The results from two Phase III trials announced this week show Novo Nordisk’s GLP-1 agonist drug semaglutide, approved at different doses to treat both obesity and type 2 diabetes, is not effective at reducing symptoms of Alzheimer’s disease.
The Evoke and Evoke+ trials both failed to meet their primary endpoints, a significant change in the Clinical Dementia Rating–Sum of Boxes (CDR–SB) score after two years of treatment. The CDR-SB is a composite score of different early Alzheimer’s symptoms like memory and ability to perform daily tasks.
The Danish big pharma will now discontinue development of semaglutide for this indication. This echoes similar results seen last year for liraglutide, an older GLP-1 agonist also developed by Novo Nordisk.
Although GLP-1 receptor agonists were first developed to treat type 2 diabetes and later obesity, some early evidence suggested they may also have anti-Alzheimer’s effects. Research showed they have neuroprotective effects in animal and cellular studies, reducing oxidative stress, limiting deposition of beta-amyloid plaques, and decreasing tau phosphorylation. Despite these early hopes, trials in humans have not shown significant benefits against Alzheimer’s.
Evoke and Evoke+ were very similar trials including 1,855 and 1,953 people respectively, who were randomized to treatment with semaglutide or placebo for three years. The participants were aged 55–85 years and had mild cognitive impairment or mild dementia due to Alzheimer’s disease.
“Based on the significant unmet need in Alzheimer’s disease as well as a number of indicative data points, we felt we had a responsibility to explore semaglutide’s potential, despite a low likelihood of success.
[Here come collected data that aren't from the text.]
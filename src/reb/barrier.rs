//! Peer liveness probing and the cluster-wide termination barrier.
//!
//! Before kickoff every peer is pinged with an exponentially widening
//! timeout. After the initiator finishes its own rebalance it waits, per
//! peer, for (1) the peer's cluster map to catch up to the rebalanced
//! version, (2) a fixed settling delay, and (3) the peer's health endpoint
//! to stop reporting an active rebalance. A peer that becomes unreachable
//! is declared down and no longer blocks the barrier.

use crate::cluster::smap::Smap;
use crate::config::Config;
use crate::error::Error;
use crate::net::client::call;
use crate::net::message::Message;
use crate::types::{TargetId, TargetInfo};
use std::sync::Arc;
use tokio::task::JoinSet;
use tracing::{error, info, warn};

/// Probe a peer's health endpoint until it answers or the retry budget
/// runs out. The per-call timeout widens by half each attempt, capped at
/// `max_keepalive`; the total budget is `dest_retry_time`.
pub async fn ping_target(self_id: &TargetId, peer: &TargetInfo, config: &Config) -> bool {
    let mut timeout = config.timeout.keepalive;
    let retries = (config.rebalance.dest_retry_time.as_millis()
        / config.timeout.keepalive.as_millis().max(1))
    .max(1) as u64;

    for attempt in 1..=retries {
        match call(
            peer.control_addr,
            &Message::HealthQuery {
                from_id: self_id.clone(),
            },
            timeout,
        )
        .await
        {
            Ok(Message::HealthStatus(_)) => {
                info!(peer = %peer, "peer is online");
                return true;
            }
            Ok(other) => {
                warn!(peer = %peer, response = ?other, "unexpected health response");
            }
            Err(e) => {
                info!(attempt, peer = %peer, error = %e, "peer is offline, retrying");
            }
        }
        timeout = (timeout + timeout / 2).min(config.timeout.max_keepalive);
        tokio::time::sleep(config.timeout.keepalive_retry).await;
    }
    false
}

/// Wait for one peer to complete the rebalance toward `smap_version`.
pub async fn wait_for_rebalance_finish(
    self_id: &TargetId,
    peer: &TargetInfo,
    smap_version: u64,
    config: &Config,
) {
    // Phase 1: poll until the peer's cluster map is at least our version.
    loop {
        let mut res = call(peer.control_addr, &Message::SmapQuery, config.timeout.default).await;
        if matches!(res, Err(Error::Timeout)) {
            // One retry with a doubled keepalive timeout.
            res = call(
                peer.control_addr,
                &Message::SmapQuery,
                config.timeout.keepalive * 2,
            )
            .await;
        }
        match res {
            Ok(Message::SmapResponse(smap)) => {
                if smap.version() >= smap_version {
                    break;
                }
            }
            Ok(other) => {
                error!(peer = %peer, response = ?other, "unexpected cluster-map response");
                return;
            }
            Err(e) => {
                error!(peer = %peer, error = %e, "failed to call peer, assuming down/unavailable");
                return;
            }
        }
        tokio::time::sleep(config.timeout.keepalive_retry).await;
    }

    // Phase 2: give the peer time to notice its own need to rebalance.
    tokio::time::sleep(config.rebalance.neighbor_start_delay).await;

    // Phase 3: poll health until the peer stops rebalancing.
    loop {
        match call(
            peer.control_addr,
            &Message::HealthQuery {
                from_id: self_id.clone(),
            },
            config.timeout.default,
        )
        .await
        {
            Ok(Message::HealthStatus(status)) => {
                if !status.is_rebalancing {
                    break;
                }
            }
            Ok(other) => {
                error!(peer = %peer, response = ?other, "unexpected health response");
                break;
            }
            Err(e) => {
                error!(peer = %peer, error = %e, "failed to call peer, assuming down/unavailable");
                break;
            }
        }
        info!(peer = %peer, "waiting for rebalance");
        tokio::time::sleep(config.timeout.keepalive_retry).await;
    }
}

/// Fan the wait out to every peer; returns when all have completed (or
/// were declared unreachable).
pub async fn poll_rebalancing_done(smap: &Smap, config: &Arc<Config>) {
    let mut waits = JoinSet::new();
    for peer in smap.peers_of(&config.target_id) {
        let peer = peer.clone();
        let config = config.clone();
        let version = smap.version();
        waits.spawn(async move {
            wait_for_rebalance_finish(&config.target_id, &peer, version, &config).await;
        });
    }
    while waits.join_next().await.is_some() {}
}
We are proud to have conducted two well-controlled Phase III trials in Alzheimer’s disease that meet the highest standards of research and rigorous methodology,” said Martin Holst Lange, MD, PhD, chief scientific officer and executive vice president of Research and Development at Novo Nordisk, in a press statement.
“While semaglutide did not demonstrate efficacy in slowing the progression of Alzheimer’s disease, the extensive body of evidence supporting semaglutide continues to provide benefits for individuals with type 2 diabetes, obesity, and related comorbidities.”
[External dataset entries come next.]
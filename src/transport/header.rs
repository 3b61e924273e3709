//! Object transfer header and data-plane framing.

use crate::cluster::bucket::Bck;
use crate::error::NetworkError;
use crate::types::TargetId;
use bytes::BytesMut;
use serde::{Deserialize, Serialize};

/// Upper bound for a header frame; bodies are unbounded (streamed).
pub const MAX_HEADER_FRAME: usize = 1024 * 1024;

/// Per-object acknowledgement: committed.
pub const ACK_OK: u8 = 0;
/// Per-object acknowledgement: rejected (verification or commit failed).
pub const ACK_FAIL: u8 = 1;

/// Header preceding each streamed object body.
#[derive(Debug, Clone, Serialize, Deserialize)]
pub struct ObjectHeader {
    /// Bucket identity.
    pub bck: Bck,

    /// Full object name.
    pub objname: String,

    /// Namespace-class flag: true for cluster-native buckets.
    pub is_local: bool,

    /// Originating target's ID.
    pub originator: TargetId,

    /// Body length in bytes; exactly this many bytes follow the header.
    pub size: u64,

    /// Access time, nanoseconds since epoch.
    pub atime_ns: i64,

    /// Checksum algorithm identifier; empty when no checksum travels.
    pub cksum_ty: String,

    /// Checksum value, hex per algorithm.
    pub cksum_value: String,

    /// Opaque version string; empty when unversioned.
    pub version: String,
}

impl ObjectHeader {
    /// Canonical identity string of the object, used as the lock key.
    pub fn uname(&self) -> String {
        self.bck.make_uname(&self.objname)
    }
}

/// Encode a header with its length prefix into `buf`.
pub fn encode_header_into(hdr: &ObjectHeader, buf: &mut BytesMut) -> Result<usize, NetworkError> {
    let size = bincode::serialized_size(hdr)? as usize;
    buf.reserve(4 + size);
    buf.extend_from_slice(&(size as u32).to_be_bytes());

    let start = buf.len();
    buf.resize(start + size, 0);
    let mut cursor = std::io::Cursor::new(&mut buf[start..]);
    bincode::serialize_into(&mut cursor, hdr)?;

    Ok(4 + size)
}

/// Decode a header from a complete payload (length prefix stripped).
pub fn decode_header(data: &[u8]) -> Result<ObjectHeader, NetworkError> {
    Ok(bincode::deserialize(data)?)
}

#[cfg(test)]
mod tests {
    use super::*;
    use crate::cluster::bucket::Provider;

    #[test]
    fn test_header_roundtrip() {
        let hdr = ObjectHeader {
            bck: Bck::new("imagenet", Provider::Aws),
            objname: "train/001.tar".to_string(),
            is_local: false,
            originator: "t1".to_string(),
            size: 4096,
            atime_ns: 1_700_000_000_000_000_000,
            cksum_ty: "xxhash".to_string(),
            cksum_value: "00000000deadbeef".to_string(),
            version: "2".to_string(),
        };

        let mut buf = BytesMut::new();
        let n = encode_header_into(&hdr, &mut buf).unwrap();
        assert_eq!(n, buf.len());

        let len = u32::from_be_bytes([buf[0], buf[1], buf[2], buf[3]]) as usize;
        let decoded = decode_header(&buf[4..4 + len]).unwrap();
        assert_eq!(decoded.objname, hdr.objname);
        assert_eq!(decoded.size, 4096);
        assert_eq!(decoded.uname(), "aws://imagenet/train/001.tar");
    }
}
Originally a 1-year extension period was planned for the two trials but will now be discontinued due to the negative results. Novo’s Nasdaq stock dropped more than five percent as a result of the announcement.
It remains to be seen whether Eli Lilly’s tirzepatide, a dual GLP-1 receptor and gastric inhibitory polypeptide receptor agonist, will have any beneficial effects in people with neurodegenerative diseases like Alzheimer’s in late-stage trials.